As the Wired News article notes, in response to a recent survey, 87 percent of the total respondents said they had changed their personal e-mail address in the past year. 35 percent had changed a work address. Speaking as someone who has used the same e-mail address going back to 1996, I find the figures astounding. I've become dependent on e-mail. I don't even have a P.O. Box and no home delivery, so I can't imagine giving up my current e-mail address.
Speaking as someone who designs Web sites, Web designers in general may have to reevaluate using e-mail addresses as the ubiquitous identifier we thought they were. The system has always been a little flawed. After all, imagine someone creates an account on FoodCount.com, a site we designed. They use the e-mail address email@example.com but then switch to another ISP. Soon thereafter, another firstname.lastname@example.org joins our service. All of the sudden, the sporadic FoodCount.com newsletter sent out via e-mail is spam. After all, the second email@example.com didn't request it -- the first did.
How did it get this way? Well, e-mail addresses do uniquely identify a user at any given point in time. They are also verifiable -- just send a message to the address and see if the user gets it. They solve two problems in one by also providing a means of communicating. Additionally, using someone's e-mail address is a good compromise privacy wise: asking for someone's e-mail address is not like asking for their social security number, driver's license number etc. From a usability standpoint, most people can remember their e-mail address better than an account number (I still don't know my checking account number) or a randomly picked user name.

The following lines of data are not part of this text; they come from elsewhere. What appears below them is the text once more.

/// Validate form state and resolve the fulfillment selection.
fn validate(
    session: &CheckoutSession,
    lines: &[CartLine],
    invalid_code: Option<&str>,
) -> Result<FulfillmentDetails, CheckoutError> {
    let mut issues = Vec::new();

    if lines.is_empty() {
        issues.push(ValidationIssue::new("cart", "Your cart is empty"));
    }
    if session.customer.is_none() && session.email.is_none() {
        issues.push(ValidationIssue::new("email", "Email is required"));
    }
    if session.growing_system.is_none() {
        issues.push(ValidationIssue::new(
            "growing_system",
            "Select your growing system",
        ));
    }
    if let Some(message) = invalid_code {
        issues.push(ValidationIssue::new("promotion_code", message));
    }

    let plan = fulfillment::resolve(lines);
    if plan.conflict {
        issues.push(ValidationIssue::new(
            "fulfillment",
            "Cart mixes pickup-only and ship-only items; remove one to continue",
        ));
        return Err(CheckoutError::Validation(issues));
    }

    let method = match plan.forced_method.or(session.method_choice) {
        Some(method) => method,
        None => {
            issues.push(ValidationIssue::new(
                "fulfillment",
                "Choose shipping or pickup",
            ));
            return Err(CheckoutError::Validation(issues));
        }
    };

    let details = match method {
        FulfillmentMethod::Shipping => {
            let address = session.address.clone();
            if address.line1.is_empty()
                || address.city.is_empty()
                || address.state.is_empty()
                || address.postal_code.is_empty()
            {
                issues.push(ValidationIssue::new(
                    "address",
                    "A complete shipping address is required",
                ));
            }
            match session.selected_rate() {
                Some(rate) => Some(FulfillmentDetails::Shipping {
                    address,
                    rate: rate.clone(),
                }),
                None => {
                    issues.push(ValidationIssue::new(
                        "shipping_rate",
                        "Select a shipping rate",
                    ));
                    None
                }
            }
        }
        FulfillmentMethod::Pickup => {
            match (&session.pickup_location, &session.selected_slot) {
                (Some(location), Some(slot)) if slot.is_selectable() => {
                    Some(FulfillmentDetails::Pickup {
                        location_id: location.id.clone(),
                        slot: slot.clone(),
                    })
                }
                (Some(_), Some(_)) => {
                    issues.push(ValidationIssue::new(
                        "pickup_slot",
                        "That pickup time is full; choose another",
                    ));
                    None
                }
                _ => {
                    issues.push(ValidationIssue::new(
                        "pickup_slot",
                        "Select a pickup location and time",
                    ));
                    None
                }
            }
        }
    };

    match details {
        Some(details) if issues.is_empty() => Ok(details),
        _ => Err(CheckoutError::Validation(issues)),
    }
}

/// Persist the pending order, mapping the platform's inventory guard back
/// to a recoverable stock conflict.
async fn create_order(
    ctx: &CheckoutContext,
    catalog: &dyn crate::services::CatalogService,
    lines: &[CartLine],
    snapshot: &OrderSnapshot,
) -> Result<CreatedOrder, CheckoutError> {
    match ctx.services().orders.create_order(snapshot).await {
        Ok(created) => Ok(created),
        Err(err) if err.is_stock_guard() => {
            // Stock moved between the check and the commit. Re-fetch so the
            // customer sees current numbers.
            let issues = stock::validate(catalog, lines).await.unwrap_or_default();
            Err(CheckoutError::StockConflict(issues))
        }
        Err(err) => Err(CheckoutError::OrderCreate(err)),
    }
}

/// What the payment step settled, threaded into finalize.
#[derive(Debug, Default)]
struct PaymentReceipt {
    /// Seedling credit actually applied, capped at the verified balance.
    applied_credit: Money,
    intent_id: Option<String>,
}
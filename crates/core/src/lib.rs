//! Verdant Core - Shared types library.
//!
//! This crate provides common types used across all Verdant components:
//! - `checkout` - Cart reconciliation and order submission pipeline
//! - the host storefront binary that mounts the checkout pipeline
//!
//! # Architecture
//!
//! The core crate contains only types - no I/O, no HTTP clients. This keeps
//! it lightweight and allows it to be used anywhere.
//!
//! # Modules
//!
//! - [`types`] - Newtype wrappers for type-safe IDs, money, emails, and statuses

#![cfg_attr(not(test), forbid(unsafe_code))]

pub mod types;

pub use types::*;
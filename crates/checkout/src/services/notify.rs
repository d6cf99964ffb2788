//! Transactional email via the platform's notification endpoint.

use std::sync::Arc;

use async_trait::async_trait;
use secrecy::ExposeSecret;
use serde::Serialize;
use tracing::instrument;

use verdant_core::Email;

use crate::config::PlatformConfig;
use crate::models::OrderConfirmation;
use crate::services::{NotificationService, ServiceError};

/// Sends order confirmation emails.
#[derive(Clone)]
pub struct EmailNotifier {
    inner: Arc<EmailNotifierInner>,
}

struct EmailNotifierInner {
    client: reqwest::Client,
    base_url: String,
    token: String,
}

#[derive(Serialize)]
struct ConfirmationEmailBody<'a> {
    to: &'a Email,
    confirmation: &'a OrderConfirmation,
}

impl EmailNotifier {
    /// Create a new notifier.
    #[must_use]
    pub fn new(config: &PlatformConfig) -> Self {
        Self {
            inner: Arc::new(EmailNotifierInner {
                client: reqwest::Client::new(),
                base_url: config.base_url.trim_end_matches('/').to_owned(),
                token: config.token.expose_secret().to_owned(),
            }),
        }
    }
}

#[async_trait]
impl NotificationService for EmailNotifier {
    #[instrument(skip_all, fields(order_number = %confirmation.order_number))]
    async fn send_order_confirmation(
        &self,
        email: &Email,
        confirmation: &OrderConfirmation,
    ) -> Result<(), ServiceError> {
        let response = self
            .inner
            .client
            .post(format!(
                "{}/notifications/order-confirmation",
                self.inner.base_url
            ))
            .bearer_auth(&self.inner.token)
            .json(&ConfirmationEmailBody {
                to: email,
                confirmation,
            })
            .send()
            .await?;

        let status = response.status();
        if !status.is_success() {
            let text = response.text().await.unwrap_or_default();
            return Err(ServiceError::Api {
                status: status.as_u16(),
                message: text.chars().take(200).collect(),
            });
        }
        Ok(())
    }
}
//! Stripe payment gateway client.
//!
//! Talks to the Stripe REST API directly: form-encoded requests, amounts
//! in cents. Card collection and 3DS happen in the hosted payment element;
//! this client only creates intents and reads back their status.

use std::sync::Arc;

use async_trait::async_trait;
use secrecy::{ExposeSecret, SecretString};
use serde::Deserialize;
use tracing::instrument;

use verdant_core::{Money, OrderId};

use crate::services::{ConfirmOutcome, PaymentGateway, PaymentIntent, ServiceError};

const STRIPE_API_BASE: &str = "https://api.stripe.com/v1";

/// Client for the Stripe payment intents API.
#[derive(Clone)]
pub struct StripeGateway {
    inner: Arc<StripeGatewayInner>,
}

struct StripeGatewayInner {
    client: reqwest::Client,
    secret_key: Option<SecretString>,
}

#[derive(Deserialize)]
struct IntentResponse {
    id: String,
    client_secret: String,
    status: String,
}

#[derive(Deserialize)]
struct StripeErrorEnvelope {
    error: StripeErrorBody,
}

#[derive(Deserialize)]
struct StripeErrorBody {
    message: String,
}

impl StripeGateway {
    /// Create a gateway. A missing key is allowed so payment-disabled
    /// deployments can still build the wiring; any call then fails.
    #[must_use]
    pub fn new(secret_key: Option<SecretString>) -> Self {
        Self {
            inner: Arc::new(StripeGatewayInner {
                client: reqwest::Client::new(),
                secret_key,
            }),
        }
    }

    fn key(&self) -> Result<&str, ServiceError> {
        self.inner
            .secret_key
            .as_ref()
            .map(ExposeSecret::expose_secret)
            .ok_or_else(|| ServiceError::Api {
                status: 500,
                message: "Stripe secret key not configured".to_owned(),
            })
    }

    async fn read_intent(response: reqwest::Response) -> Result<IntentResponse, ServiceError> {
        let status = response.status();
        let text = response.text().await?;

        if !status.is_success() {
            let message = serde_json::from_str::<StripeErrorEnvelope>(&text).map_or_else(
                |_| text.chars().take(200).collect(),
                |envelope| envelope.error.message,
            );
            return Err(ServiceError::Api {
                status: status.as_u16(),
                message,
            });
        }

        serde_json::from_str(&text)
            .map_err(|err| ServiceError::Parse(format!("payment_intents: {err}")))
    }
}

#[async_trait]
impl PaymentGateway for StripeGateway {
    #[instrument(skip(self), fields(order = %order, amount = %amount))]
    async fn create_intent(
        &self,
        amount: Money,
        order: &OrderId,
        session_key: &str,
    ) -> Result<PaymentIntent, ServiceError> {
        let key = self.key()?.to_owned();
        let cents = amount.to_cents().to_string();
        let form = [
            ("amount", cents.as_str()),
            ("currency", "usd"),
            ("automatic_payment_methods[enabled]", "true"),
            ("metadata[order_id]", order.as_str()),
            ("metadata[session_key]", session_key),
        ];

        let response = self
            .inner
            .client
            .post(format!("{STRIPE_API_BASE}/payment_intents"))
            .basic_auth(&key, None::<&str>)
            .form(&form)
            .send()
            .await?;

        let intent = Self::read_intent(response).await?;
        Ok(PaymentIntent {
            intent_id: intent.id,
            client_secret: intent.client_secret,
        })
    }

    #[instrument(skip(self))]
    async fn await_confirmation(&self, intent_id: &str) -> Result<ConfirmOutcome, ServiceError> {
        let key = self.key()?.to_owned();
        let response = self
            .inner
            .client
            .get(format!("{STRIPE_API_BASE}/payment_intents/{intent_id}"))
            .basic_auth(&key, None::<&str>)
            .send()
            .await?;

        let intent = Self::read_intent(response).await?;
        Ok(match intent.status.as_str() {
            "succeeded" => ConfirmOutcome::Succeeded,
            "requires_action" | "requires_confirmation" => ConfirmOutcome::RequiresAction,
            other => ConfirmOutcome::Error {
                message: format!("payment not completed (status: {other})"),
            },
        })
    }
}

Though the Wired News article talks about the e-mail churn dilemma from the company's perspective, I can't help but think that switching e-mail addresses can also be a nightmare for the user as well. It may alleviate the spam problem for a short time, but you'll have to spend the next few months communicating with the companies you deal with regularly to update their records. In this way, it is no different than switching mailing addresses, but as most people know, that's no fun either.